# Driving in the Highlands



## sheila1947 (Nov 23, 2012)

Has anyone driven from Kyle of Lochalsh to Ullapool on the A890 going via Gairloch on A832 in a large motorhome. I have a Bailey 760 which is nearly 25' long and 7' 11" wide and would appreciate anybody's experiences and advice . I know this is a very scenic route not sure if it's feasible in such a big van ( that's the downside of having it, I guess !!! )


----------



## Tintent115 (Dec 20, 2012)

I dont know this route personally, but this may help.....??

http://www.sabre-roads.org.uk/wiki/index.php?title=A890


----------



## iconnor (Nov 27, 2007)

Didn't check the whole route but the 832 had big coaches on it in Google maps.


----------



## cabby (May 14, 2005)

7' 11" Wide, I hope this is including the door mirrors.

cabby


----------



## Pudsey_Bear (Sep 25, 2008)

We've done it a few times, no problems at all, it's a really nice road, very picturesque, with a few wild camping places too if you look out for them.


----------



## erneboy (Feb 8, 2007)

There are trucks both local and delivering from far away all over that area, as in pretty much every area of Europe. There are coach loads of tourists. It's somewhere we used to go regularly without problems. Use your judgement and don't take narrow minor roads. You can hardly go wrong sticking mainly to A roads. If you do take a minor road just be ready to turn round and go back the way you came if you think it's unsuitable. On minor roads take a mental not of places you pass which would allow you to turn around, Alan.


----------



## Hymervanman (Aug 20, 2010)

Shearings Coaches use a hotel at Gairloch so the roads are suitable. We styed at snads near Gairloch a couple of years ago. IMO the roads are fantastic- we have a 2.25 m wide van (plus mirrors) and none of the roads are a problem. You can drive for miles and see very little, if any, traffic


----------



## suedew (May 10, 2005)

My rule of thumb is if the bin lorry can get there so can I, usually works. Coaches use this road ok. enjoy yourselves, don't forget to use the passing places to allow any build up of traffic behind to pass. Oh dear on my hobby horse again  

Sue


----------



## camallison (Jul 15, 2009)

suedew said:


> My rule of thumb is if the bin lorry can get there so can I, usually works. Coaches use this road ok. enjoy yourselves, don't forget to use the passing places to allow any build up of traffic behind to pass. Oh dear on my hobby horse again
> 
> Sue


You're just being your usual polite self Sue, and hoping others will follow your example. 

Colin


----------



## Landyman (Apr 3, 2010)

We did that route last summer in our Auto-Trail Delaware, which is much the same size as yours, but we went in the opposite direction and took the long loops on the A823 and the A896. Great drive through wonderful scenery but there are some single track roads which require care and good observation.
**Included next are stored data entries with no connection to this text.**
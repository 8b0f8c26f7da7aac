//! Source location tracking for error reporting
//!
//! The toy C frontend only needs line/column positions; there is a
//! single translation unit per compilation, so no filename is carried.

use serde::{Deserialize, Serialize};
use std::fmt;

/// A location in the source text (line and column are 1-based)
#[derive(Debug, Clone, Copy, PartialEq, Eq, Hash, Serialize, Deserialize)]
pub struct SourceLocation {
    pub line: u32,
    pub column: u32,
}

impl SourceLocation {
    pub fn new(line: u32, column: u32) -> Self {
        Self { line, column }
    }

    /// Create a dummy location for testing and synthesized nodes
    pub fn dummy() -> Self {
        Self::new(0, 0)
    }
}

impl fmt::Display for SourceLocation {
    fn fmt(&self, f: &mut fmt::Formatter<'_>) -> fmt::Result {
        write!(f, "{}:{}", self.line, self.column)
    }
}
//! Toy C Recursive Descent Parser
//!
//! Parses the token stream into an Abstract Syntax Tree. Precedence
//! climbing handles expressions; statements and function definitions are
//! parsed by one dedicated method each.

use crate::ast::*;
use crate::lexer::{Token, TokenType};
use std::collections::VecDeque;
use toycc_common::{CompilerError, SourceLocation};

/// Parse error types specific to the parser
#[derive(Debug, Clone)]
pub enum ParseError {
    UnexpectedToken { expected: String, found: Token },
    UnexpectedEndOfFile { expected: String },
}

impl From<ParseError> for CompilerError {
    fn from(err: ParseError) -> Self {
        match err {
            ParseError::UnexpectedToken { expected, found } => CompilerError::parse_error(
                format!("expected {}, found {}", expected, found.token_type),
                found.location,
            ),
            ParseError::UnexpectedEndOfFile { expected } => CompilerError::parse_error(
                format!("unexpected end of file, expected {}", expected),
                SourceLocation::dummy(),
            ),
        }
    }
}

/// Toy C parser
pub struct Parser {
    tokens: VecDeque<Token>,
    node_id_gen: NodeIdGenerator,
}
There are lots of passing places so as long as you look well ahead you can pull in without any dramas. 
Please also keep a good eye on your mirrors and be ready to pull over and let smaller/faster traffic past as soon as they catch you up. It is good manners and expected by local drivers.
We found the road surface to be generally good even on the wildest and narrowest parts.
There are some details of our trip, including details of sites we used, on my blog, link under this post.
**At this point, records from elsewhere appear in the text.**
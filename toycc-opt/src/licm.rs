//! Loop-invariant code motion
//!
//! For each `while` loop, the loop-variable set is every variable
//! assigned or declared anywhere in the body plus every variable the
//! condition reads. A statement at the top level of the body that
//! assigns or declares from an expression reading only variables
//! outside that set (and containing no calls) computes the same value
//! on every iteration, so it is hoisted to immediately before the loop.
//! The loop and its hoisted statements are wrapped in a new block.
//!
//! Hoisting one statement can make another invariant (its reads leave
//! the loop-variable set), so each loop is reprocessed until nothing
//! moves. Inner loops are processed before their enclosing loop, so a
//! statement can migrate outward one level per enclosing `while`.

use crate::vars;
use std::collections::HashSet;
use toycc_frontend::ast::{NodeIdGenerator, Statement, StatementKind};

/// Run the pass over a function body
pub(crate) fn run(body: Statement, ids: &mut NodeIdGenerator) -> Statement {
    rewrite_stmt(body, ids)
}

fn rewrite_stmt(stmt: Statement, ids: &mut NodeIdGenerator) -> Statement {
    let Statement {
        node_id,
        kind,
        line,
    } = stmt;
    let kind = match kind {
        StatementKind::Block(stmts) => StatementKind::Block(
            stmts
                .into_iter()
                .map(|sub| rewrite_stmt(sub, ids))
                .collect(),
        ),
        StatementKind::If {
            condition,
            then_stmt,
            else_stmt,
        } => StatementKind::If {
            condition,
            then_stmt: Box::new(rewrite_stmt(*then_stmt, ids)),
            else_stmt: else_stmt.map(|else_stmt| Box::new(rewrite_stmt(*else_stmt, ids))),
        },
        StatementKind::While { condition, body } => {
            let body = rewrite_stmt(*body, ids);
            let Statement {
                node_id: body_id,
                kind: body_kind,
                line: body_line,
            } = body;
            match body_kind {
                StatementKind::Block(mut stmts) => {
                    let mut hoisted = Vec::new();
                    loop {
                        let mut loop_vars = HashSet::new();
                        for sub in &stmts {
                            vars::collect_modified(sub, &mut loop_vars);
                        }
                        vars::collect_reads(&condition, &mut loop_vars);

                        let mut kept = Vec::new();
                        let mut moved = false;
                        for sub in stmts {
                            let invariant = match &sub.kind {
                                StatementKind::Declare { init, .. } => {
                                    vars::is_invariant(init, &loop_vars)
                                }
                                StatementKind::Assign { value, .. } => {
                                    vars::is_invariant(value, &loop_vars)
                                }
                                _ => false,
                            };
                            if invariant {
                                hoisted.push(sub);
                                moved = true;
                            } else {
                                kept.push(sub);
                            }
                        }
                        stmts = kept;
                        if !moved {
                            break;
                        }
                    }
                    let body = Box::new(Statement {
                        node_id: body_id,
                        kind: StatementKind::Block(stmts),
                        line: body_line,
                    });
                    if hoisted.is_empty() {
                        StatementKind::While { condition, body }
                    } else {
                        hoisted.push(Statement {
                            node_id,
                            kind: StatementKind::While { condition, body },
                            line,
                        });
                        return Statement {
                            node_id: ids.next(),
                            kind: StatementKind::Block(hoisted),
                            line,
                        };
                    }
                }
                other => StatementKind::While {
                    condition,
                    body: Box::new(Statement {
                        node_id: body_id,
                        kind: other,
                        line: body_line,
                    }),
                },
            }
        }
        other => other,
    };
    Statement {
        node_id,
        kind,
        line,
    }
}

#[cfg(test)]
mod tests {
    use super::*;
    use toycc_frontend::ast::TranslationUnit;
    use toycc_frontend::Frontend;

    fn run_on_main(source: &str) -> Vec<Statement> {
        let unit: TranslationUnit = Frontend::parse_source(source).unwrap();
        let mut ids = NodeIdGenerator::resuming_after(&unit);
        let body = unit
            .functions
            .into_iter()
            .find(|f| f.name == "main")
            .unwrap()
            .body;
        match run(body, &mut ids).kind {
            StatementKind::Block(stmts) => stmts,
            other => panic!("expected block body, got {:?}", other),
        }
    }

    #[test]
    fn test_invariant_declaration_hoisted() {
        let stmts = run_on_main(
            "int main() {\n\
                 int a = 2;\n\
                 int b = 3;\n\
                 int i = 0;\n\
                 while (i < 10) {\n\
                     int t = a * b;\n\
                     i = i + t;\n\
                 }\n\
                 return i;\n\
             }",
        );
        match &stmts[3].kind {
            StatementKind::Block(wrapper) => {
                assert_eq!(wrapper.len(), 2);
                match &wrapper[0].kind {
                    StatementKind::Declare { name, .. } => assert_eq!(name, "t"),
                    other => panic!("expected hoisted declaration, got {:?}", other),
                }
                match &wrapper[1].kind {
                    StatementKind::While { body, .. } => match &body.kind {
                        StatementKind::Block(kept) => assert_eq!(kept.len(), 1),
                        other => panic!("expected block body, got {:?}", other),
                    },
                    other => panic!("expected loop after hoist, got {:?}", other),
                }
            }
            other => panic!("expected wrapper block, got {:?}", other),
        }
    }

    #[test]
    fn test_rhs_reading_loop_variable_stays() {
        let stmts = run_on_main(
            "int main() {\n\
                 int i = 0;\n\
                 while (i < 10) {\n\
                     int t = i * 2;\n\
                     i = i + 1;\n\
                 }\n\
                 return i;\n\
             }",
        );
        assert!(matches!(stmts[1].kind, StatementKind::While { .. }));
    }

    #[test]
    fn test_rhs_reading_condition_variable_stays() {
        let stmts = run_on_main(
            "int main() {\n\
                 int n = 4;\n\
                 int x = 0;\n\
                 while (n) {\n\
                     x = n + 1;\n\
                     break;\n\
                 }\n\
                 return x;\n\
             }",
        );
        assert!(matches!(stmts[2].kind, StatementKind::While { .. }));
    }

    #[test]
    fn test_call_never_hoisted() {
        let stmts = run_on_main(
            "int f() { return 1; }\n\
             int main() {\n\
                 int i = 0;\n\
                 while (i < 10) {\n\
                     int t = f();\n\
                     i = i + 1;\n\
                 }\n\
                 return i;\n\
             }",
        );
        assert!(matches!(stmts[1].kind, StatementKind::While { .. }));
    }

    #[test]
    fn test_inner_loop_hoists_before_outer() {
        let stmts = run_on_main(
            "int main() {\n\
                 int a = 2;\n\
                 int b = 3;\n\
                 int i = 0;\n\
                 while (i < 3) {\n\
                     int j = i - i;\n\
                     while (j < 3) {\n\
                         int t = a * b;\n\
                         j = j + t;\n\
                     }\n\
                     i = i + 1;\n\
                 }\n\
                 return i;\n\
             }",
        );
        // the inner loop gained a wrapper block holding the hoisted
        // declaration; `int j = i - i` reads i and stays put
        match &stmts[3].kind {
            StatementKind::While { body, .. } => match &body.kind {
                StatementKind::Block(outer_body) => {
                    assert!(matches!(outer_body[0].kind, StatementKind::Declare { .. }));
                    match &outer_body[1].kind {
                        StatementKind::Block(wrapper) => {
                            assert!(matches!(wrapper[0].kind, StatementKind::Declare { .. }));
                            assert!(matches!(wrapper[1].kind, StatementKind::While { .. }));
                        }
                        other => panic!("expected inner wrapper block, got {:?}", other),
                    }
                }
                other => panic!("expected block body, got {:?}", other),
            },
            other => panic!("expected outer loop, got {:?}", other),
        }
    }

    #[test]
    fn test_hoisting_cascades_through_dependencies() {
        let stmts = run_on_main(
            "int main() {\n\
                 int a = 2;\n\
                 int i = 0;\n\
                 while (i < 10) {\n\
                     int u = a + 1;\n\
                     int v = u + 1;\n\
                     i = i + u + v;\n\
                 }\n\
                 return i;\n\
             }",
        );
        // hoisting u takes it out of the loop-variable set, which makes
        // v invariant on the next round; both leave, in order
        match &stmts[2].kind {
            StatementKind::Block(wrapper) => {
                assert_eq!(wrapper.len(), 3);
                match (&wrapper[0].kind, &wrapper[1].kind) {
                    (
                        StatementKind::Declare { name: first, .. },
                        StatementKind::Declare { name: second, .. },
                    ) => {
                        assert_eq!(first, "u");
                        assert_eq!(second, "v");
                    }
                    other => panic!("expected two hoisted declarations, got {:?}", other),
                }
                assert!(matches!(wrapper[2].kind, StatementKind::While { .. }));
            }
            other => panic!("expected wrapper block, got {:?}", other),
        }
    }
}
That was our first time in that part os Scotland and we loved it.  

Landyman.


----------



## AlanVal (Aug 17, 2005)

sheila1947 said:


> Has anyone driven from Kyle of Lochalsh to Ullapool on the A890 going via Gairloch on A832 in a large motorhome. I have a Bailey 760 which is nearly 25' long and 7' 11" wide and would appreciate anybody's experiences and advice . I know this is a very scenic route not sure if it's feasible in such a big van ( that's the downside of having it, I guess !!! )
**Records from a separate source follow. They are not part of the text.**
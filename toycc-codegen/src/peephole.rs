//! Peephole cleanup of the instruction stream
//!
//! A stack-pointer decrement immediately followed by an equal
//! increment is a push/pop pair whose value is never used; both
//! instructions are dropped. Removing one pair can make another pair
//! adjacent, so the scan repeats until nothing changes.

use crate::asm::{Instr, Reg};

fn cancelling_pair(first: &Instr, second: &Instr) -> bool {
    match (first, second) {
        (
            Instr::Addi {
                rd: Reg::Sp,
                rs: Reg::Sp,
                imm: down,
            },
            Instr::Addi {
                rd: Reg::Sp,
                rs: Reg::Sp,
                imm: up,
            },
        ) => *down < 0 && *up == -*down,
        _ => false,
    }
}

pub(crate) fn run(instrs: Vec<Instr>) -> Vec<Instr> {
    let mut instrs = instrs;
    loop {
        let mut out = Vec::with_capacity(instrs.len());
        let mut changed = false;
        let mut iter = instrs.into_iter().peekable();
        while let Some(instr) = iter.next() {
            if let Some(next) = iter.peek() {
                if cancelling_pair(&instr, next) {
                    iter.next();
                    changed = true;
                    continue;
                }
            }
            out.push(instr);
        }
        if !changed {
            return out;
        }
        instrs = out;
    }
}

#[cfg(test)]
mod tests {
    use super::*;
    use pretty_assertions::assert_eq;

    fn addi_sp(imm: i32) -> Instr {
        Instr::Addi {
            rd: Reg::Sp,
            rs: Reg::Sp,
            imm,
        }
    }

    #[test]
    fn test_adjacent_pair_removed() {
        let instrs = vec![
            Instr::Li { rd: Reg::T0, imm: 1 },
            addi_sp(-4),
            addi_sp(4),
            Instr::Jr { rs: Reg::Ra },
        ];
        assert_eq!(
            run(instrs),
            vec![Instr::Li { rd: Reg::T0, imm: 1 }, Instr::Jr { rs: Reg::Ra }],
        );
    }

    #[test]
    fn test_mismatched_magnitudes_kept() {
        let instrs = vec![addi_sp(-8), addi_sp(4)];
        assert_eq!(run(instrs.clone()), instrs);
    }

    #[test]
    fn test_increment_before_decrement_kept() {
        // only push-then-pop cancels; the reverse order reorders live data
        let instrs = vec![addi_sp(4), addi_sp(-4)];
        assert_eq!(run(instrs.clone()), instrs);
    }

    #[test]
    fn test_removal_cascades_to_fixpoint() {
        let instrs = vec![addi_sp(-4), addi_sp(-8), addi_sp(8), addi_sp(4)];
        assert_eq!(run(instrs), Vec::new());
    }

    #[test]
    fn test_frame_addis_with_other_registers_kept() {
        let instrs = vec![
            Instr::Addi {
                rd: Reg::S0,
                rs: Reg::Sp,
                imm: 16,
            },
            addi_sp(-16),
        ];
        assert_eq!(run(instrs.clone()), instrs);
    }
}
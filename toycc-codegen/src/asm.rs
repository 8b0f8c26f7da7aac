//! RISC-V instruction model
//!
//! The emitter builds a typed instruction stream and renders it to
//! text at the end, so the peephole pass can match on structure
//! instead of strings. Only the registers and instructions the
//! lowering actually uses are modeled.

use std::fmt;

/// Registers used by the calling convention and the evaluation stack
#[derive(Debug, Clone, Copy, PartialEq, Eq)]
pub enum Reg {
    /// Hard-wired zero
    Zero,
    /// Return address
    Ra,
    /// Stack pointer
    Sp,
    /// Frame base
    S0,
    /// Argument/return registers `a0` through `a7`
    A(u8),
    T0,
    T1,
    T2,
}

impl fmt::Display for Reg {
    fn fmt(&self, f: &mut fmt::Formatter<'_>) -> fmt::Result {
        match self {
            Reg::Zero => write!(f, "zero"),
            Reg::Ra => write!(f, "ra"),
            Reg::Sp => write!(f, "sp"),
            Reg::S0 => write!(f, "s0"),
            Reg::A(n) => write!(f, "a{}", n),
            Reg::T0 => write!(f, "t0"),
            Reg::T1 => write!(f, "t1"),
            Reg::T2 => write!(f, "t2"),
        }
    }
}

/// One assembly line: an instruction, a label, or the `.globl` directive
#[derive(Debug, Clone, PartialEq, Eq)]
pub enum Instr {
    Li { rd: Reg, imm: i32 },
    Lw { rd: Reg, offset: i32, base: Reg },
    Sw { rs: Reg, offset: i32, base: Reg },
    Addi { rd: Reg, rs: Reg, imm: i32 },
    Add { rd: Reg, rs1: Reg, rs2: Reg },
    Sub { rd: Reg, rs1: Reg, rs2: Reg },
    Mul { rd: Reg, rs1: Reg, rs2: Reg },
    Div { rd: Reg, rs1: Reg, rs2: Reg },
    Rem { rd: Reg, rs1: Reg, rs2: Reg },
    Slt { rd: Reg, rs1: Reg, rs2: Reg },
    Sltu { rd: Reg, rs1: Reg, rs2: Reg },
    Xor { rd: Reg, rs1: Reg, rs2: Reg },
    Sll { rd: Reg, rs1: Reg, rs2: Reg },
    Xori { rd: Reg, rs: Reg, imm: i32 },
    Mv { rd: Reg, rs: Reg },
    Beqz { rs: Reg, target: String },
    Bnez { rs: Reg, target: String },
    J { target: String },
    Call { target: String },
    Jr { rs: Reg },
    Label(String),
    Globl(String),
}

impl fmt::Display for Instr {
    fn fmt(&self, f: &mut fmt::Formatter<'_>) -> fmt::Result {
        match self {
            Instr::Li { rd, imm } => write!(f, "li {}, {}", rd, imm),
            Instr::Lw { rd, offset, base } => write!(f, "lw {}, {}({})", rd, offset, base),
            Instr::Sw { rs, offset, base } => write!(f, "sw {}, {}({})", rs, offset, base),
            Instr::Addi { rd, rs, imm } => write!(f, "addi {}, {}, {}", rd, rs, imm),
            Instr::Add { rd, rs1, rs2 } => write!(f, "add {}, {}, {}", rd, rs1, rs2),
            Instr::Sub { rd, rs1, rs2 } => write!(f, "sub {}, {}, {}", rd, rs1, rs2),
            Instr::Mul { rd, rs1, rs2 } => write!(f, "mul {}, {}, {}", rd, rs1, rs2),
            Instr::Div { rd, rs1, rs2 } => write!(f, "div {}, {}, {}", rd, rs1, rs2),
            Instr::Rem { rd, rs1, rs2 } => write!(f, "rem {}, {}, {}", rd, rs1, rs2),
            Instr::Slt { rd, rs1, rs2 } => write!(f, "slt {}, {}, {}", rd, rs1, rs2),
            Instr::Sltu { rd, rs1, rs2 } => write!(f, "sltu {}, {}, {}", rd, rs1, rs2),
            Instr::Xor { rd, rs1, rs2 } => write!(f, "xor {}, {}, {}", rd, rs1, rs2),
            Instr::Sll { rd, rs1, rs2 } => write!(f, "sll {}, {}, {}", rd, rs1, rs2),
            Instr::Xori { rd, rs, imm } => write!(f, "xori {}, {}, {}", rd, rs, imm),
            Instr::Mv { rd, rs } => write!(f, "mv {}, {}", rd, rs),
            Instr::Beqz { rs, target } => write!(f, "beqz {}, {}", rs, target),
            Instr::Bnez { rs, target } => write!(f, "bnez {}, {}", rs, target),
            Instr::J { target } => write!(f, "j {}", target),
            Instr::Call { target } => write!(f, "call {}", target),
            Instr::Jr { rs } => write!(f, "jr {}", rs),
            Instr::Label(name) => write!(f, "{}:", name),
            Instr::Globl(name) => write!(f, ".globl {}", name),
        }
    }
}

/// Render an instruction stream: labels and directives flush left,
/// instructions indented four spaces.
pub fn render(instrs: &[Instr]) -> String {
    let mut out = String::new();
    for instr in instrs {
        match instr {
            Instr::Label(_) | Instr::Globl(_) => {
                out.push_str(&instr.to_string());
            }
            _ => {
                out.push_str("    ");
                out.push_str(&instr.to_string());
            }
        }
        out.push('\n');
    }
    out
}

/// Compilation-wide label allocator. Labels carry a monotonically
/// increasing suffix so nested constructs and separate functions can
/// never collide.
#[derive(Debug, Default)]
pub struct LabelGenerator {
    next_id: u32,
}

impl LabelGenerator {
    pub fn new() -> Self {
        LabelGenerator { next_id: 0 }
    }

    pub fn next(&mut self, base: &str) -> String {
        let id = self.next_id;
        self.next_id += 1;
        format!("{}_{}", base, id)
    }
}

#[cfg(test)]
mod tests {
    use super::*;
    use pretty_assertions::assert_eq;

    #[test]
    fn test_instruction_display() {
        assert_eq!(Instr::Li { rd: Reg::T0, imm: -5 }.to_string(), "li t0, -5");
        assert_eq!(
            Instr::Lw {
                rd: Reg::A(3),
                offset: -12,
                base: Reg::S0,
            }
            .to_string(),
            "lw a3, -12(s0)",
        );
        assert_eq!(
            Instr::Sltu {
                rd: Reg::T0,
                rs1: Reg::Zero,
                rs2: Reg::T0,
            }
            .to_string(),
            "sltu t0, zero, t0",
        );
        assert_eq!(
            Instr::Beqz {
                rs: Reg::T0,
                target: "Lelse_0".to_string(),
            }
            .to_string(),
            "beqz t0, Lelse_0",
        );
        assert_eq!(Instr::Jr { rs: Reg::Ra }.to_string(), "jr ra");
    }

    #[test]
    fn test_render_indents_instructions_only() {
        let instrs = vec![
            Instr::Globl("main".to_string()),
            Instr::Label("main".to_string()),
            Instr::Li { rd: Reg::A(0), imm: 0 },
            Instr::Jr { rs: Reg::Ra },
        ];
        assert_eq!(render(&instrs), ".globl main\nmain:\n    li a0, 0\n    jr ra\n");
    }

    #[test]
    fn test_label_generator_is_monotonic() {
        let mut labels = LabelGenerator::new();
        assert_eq!(labels.next("Lelse"), "Lelse_0");
        assert_eq!(labels.next("Lend"), "Lend_1");
        assert_eq!(labels.next("Lelse"), "Lelse_2");
    }
}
We just came down this way last week from Ullapool to Kyle of Lochalsh , no problems at all lovely route coaches and HGV vehicles on route .Plenty places to pull in... We had the bonus of lovely weather as well...


----------



## Gretchibald (Jul 22, 2011)

*Driving simulator*

http://www.gaiagi.com/driving-simulator/

Someone on here recommended this a while ago and it's great. You just put your starting/finishing destinations in, press start and a little car drives the whole route in google street view on one screen and map view on another.


----------



## nicholsong (May 26, 2009)

*Re: Driving simulator*



Gretchibald said:


> http://www.gaiagi.com/driving-simulator/
> 
> Someone on here recommended this a while ago and it's great. You just put your starting/finishing destinations in, press start and a little car drives the whole route in google street view on one screen and map view on another.


Thanks for the link.

However when I tried a route(in Scotland) it came up with boxes with correct street scene, satelite view and map, but when I pressed Start nothing happened. Any suggestions? Maybe we do not have enough spare disc capacity?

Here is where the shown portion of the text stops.